Quanz sent tapes of his work to the
Opera House in Chemnitz, Germany, and was surprised when the
company there offered him the chance to make a full-length work.
"You seize the opportunity even if you think it's too big.
You never say no to a chance to explore possibilities. You step
up to the challenge and you somehow make it work."
Quanz badgered the Cole Porter Trust
into letting him use a catalogue of the sophisticated
composer's brilliant songs for his ballet set in Hollywood in
the 1920s. "The songs were |
fashioned into a commissioned score
that wasn't fully ready by the time I started my first rehearsals.

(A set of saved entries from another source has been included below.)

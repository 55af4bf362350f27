use std::sync::Arc;

use crate::config::Config;
use crate::jobs::JobStore;
use crate::ledger::Ledger;
use crate::observability::Metrics;
use crate::stats::Stats;
use crate::store::Database;
use crate::users::{StateStore, UserRegistry};

/// Every store handle, built over one shared [`Database`]
#[derive(Clone)]
pub struct AppState {
    pub config: Arc<Config>,
    pub db: Database,
    pub jobs: JobStore,
    pub ledger: Ledger,
    pub states: StateStore,
    pub users: UserRegistry,
    pub stats: Stats,
    pub metrics: Arc<Metrics>,
}

impl AppState {
    pub fn new(config: Config, db: Database) -> Self {
        Self {
            config: Arc::new(config),
            jobs: JobStore::new(db.clone()),
            ledger: Ledger::new(db.clone()),
            states: StateStore::new(db.clone()),
            users: UserRegistry::new(db.clone()),
            stats: Stats::new(db.clone()),
            metrics: Arc::new(Metrics::new()),
            db,
        }
    }

    /// Open the store named in `config.store` with the system clock
    pub fn open(config: Config) -> crate::store::Result<Self> {
        let db = Database::open(&config.store.path, &config.store.name)?;
        Ok(Self::new(config, db))
    }
}
use chrono::{DateTime, Utc};
use serde::{Deserialize, Serialize};
use serde_json::{Map, Value};
use tracing::debug;

use crate::store::partitions::encode_state_key;
use crate::store::{Database, Result};

/// Opaque workflow state of one user; the caller owns its schema
pub type UserState = Map<String, Value>;

/// On-disk form: the state is kept as an encoded blob, never interpreted
#[derive(Debug, Serialize, Deserialize)]
struct StoredState {
    user_id: i64,
    state_data: String,
    updated_at: DateTime<Utc>,
}

/// Last-write-wins store of user workflow state
#[derive(Clone)]
pub struct StateStore {
    db: Database,
}

impl StateStore {
    pub fn new(db: Database) -> Self {
        Self { db }
    }

    /// Replace the user's state
    pub fn save(&self, user_id: i64, state: &UserState) -> Result<()> {
        let stored = StoredState {
            user_id,
            state_data: serde_json::to_string(state)?,
            updated_at: self.db.clock().now(),
        };
        self.db
            .user_states()
            .insert(encode_state_key(user_id), serde_json::to_vec(&stored)?)?;
        debug!(user_id, keys = state.len(), "Saved user state");
        Ok(())
    }

    pub fn load(&self, user_id: i64) -> Result<Option<UserState>> {
        match self.db.user_states().get(encode_state_key(user_id))? {
            Some(value) => {
                let stored: StoredState = serde_json::from_slice(&value)?;
                Ok(Some(serde_json::from_str(&stored.state_data)?))
            }
            None => Ok(None),
        }
    }

    /// When the user's state was last written
    pub fn updated_at(&self, user_id: i64) -> Result<Option<DateTime<Utc>>> {
        match self.db.user_states().get(encode_state_key(user_id))? {
            Some(value) => {
                let stored: StoredState = serde_json::from_slice(&value)?;
                Ok(Some(stored.updated_at))
            }
            None => Ok(None),
        }
    }

    pub fn clear(&self, user_id: i64) -> Result<()> {
        self.db.user_states().remove(encode_state_key(user_id))?;
        debug!(user_id, "Cleared user state");
        Ok(())
    }
}

#[cfg(test)]
mod tests {
    use super::*;
    use crate::clock::{Clock, ManualClock};
    use chrono::{Duration, TimeZone};
    use serde_json::json;
    use std::sync::Arc;
    use tempfile::TempDir;

    fn create_test_store() -> (StateStore, ManualClock, TempDir) {
        let temp_dir = TempDir::new().unwrap();
        let clock = ManualClock::new(Utc.with_ymd_and_hms(2024, 5, 1, 10, 0, 0).unwrap());
        let db = Database::open_with_clock(temp_dir.path(), "test", Arc::new(clock.clone())).unwrap();
        (StateStore::new(db), clock, temp_dir)
    }

    fn state(value: Value) -> UserState {
        value.as_object().unwrap().clone()
    }

    #[test]
    fn test_last_write_wins() {
        let (store, _clock, _temp) = create_test_store();

        store.save(5, &state(json!({ "step": 1, "name": "draft" }))).unwrap();
        store.save(5, &state(json!({ "step": 2 }))).unwrap();

        // no merge with the previous document
        assert_eq!(store.load(5).unwrap(), Some(state(json!({ "step": 2 }))));
    }

    #[test]
    fn test_nested_payload_stored_verbatim() {
        let (store, _clock, _temp) = create_test_store();
        let payload = state(json!({
            "step": "await_source",
            "draft": { "batch_size": 10, "ids": [1, 2, 3], "caption": null }
        }));

        store.save(9, &payload).unwrap();
        assert_eq!(store.load(9).unwrap(), Some(payload));
    }

    #[test]
    fn test_clear_and_missing() {
        let (store, _clock, _temp) = create_test_store();
        assert_eq!(store.load(1).unwrap(), None);

        store.clear(1).unwrap();
        store.save(1, &state(json!({ "step": 1 }))).unwrap();
        store.clear(1).unwrap();
        assert_eq!(store.load(1).unwrap(), None);
        assert_eq!(store.updated_at(1).unwrap(), None);
    }

    #[test]
    fn test_updated_at_tracks_last_save() {
        let (store, clock, _temp) = create_test_store();
        store.save(3, &UserState::new()).unwrap();
        clock.advance(Duration::minutes(4));
        store.save(3, &UserState::new()).unwrap();

        assert_eq!(store.updated_at(3).unwrap(), Some(clock.now()));
    }

    #[test]
    fn test_users_are_isolated() {
        let (store, _clock, _temp) = create_test_store();
        store.save(1, &state(json!({ "step": 1 }))).unwrap();
        store.save(2, &state(json!({ "step": 7 }))).unwrap();
        store.clear(1).unwrap();

        assert_eq!(store.load(2).unwrap(), Some(state(json!({ "step": 7 }))));
    }
}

I can tell you though, starting the work in Chemnitz I had more energy
than I've ever had in my life. I was up at 6 a.m. and working until
one in the morning."
"I'm a solitary person, I suppose. For me, people aren't so easy
to deal with, particularly on an emotional level. Moving dancers around
a space is easier than having deep conversations." Quanz would
like to work in Canada, but so far his work has been pretty much ignored
on home turf. "It's important to be respected in the place you
grew up. Maybe someday that will happen." So far ballet companies
in Quanz's native land haven't nibbled at his offers. "Right
now I feel homeless, rootless in a sense. Last year the longest I
stayed in one place was just about three weeks. Living out of a suitcase
is difficult. So is sleeping on someone's couch."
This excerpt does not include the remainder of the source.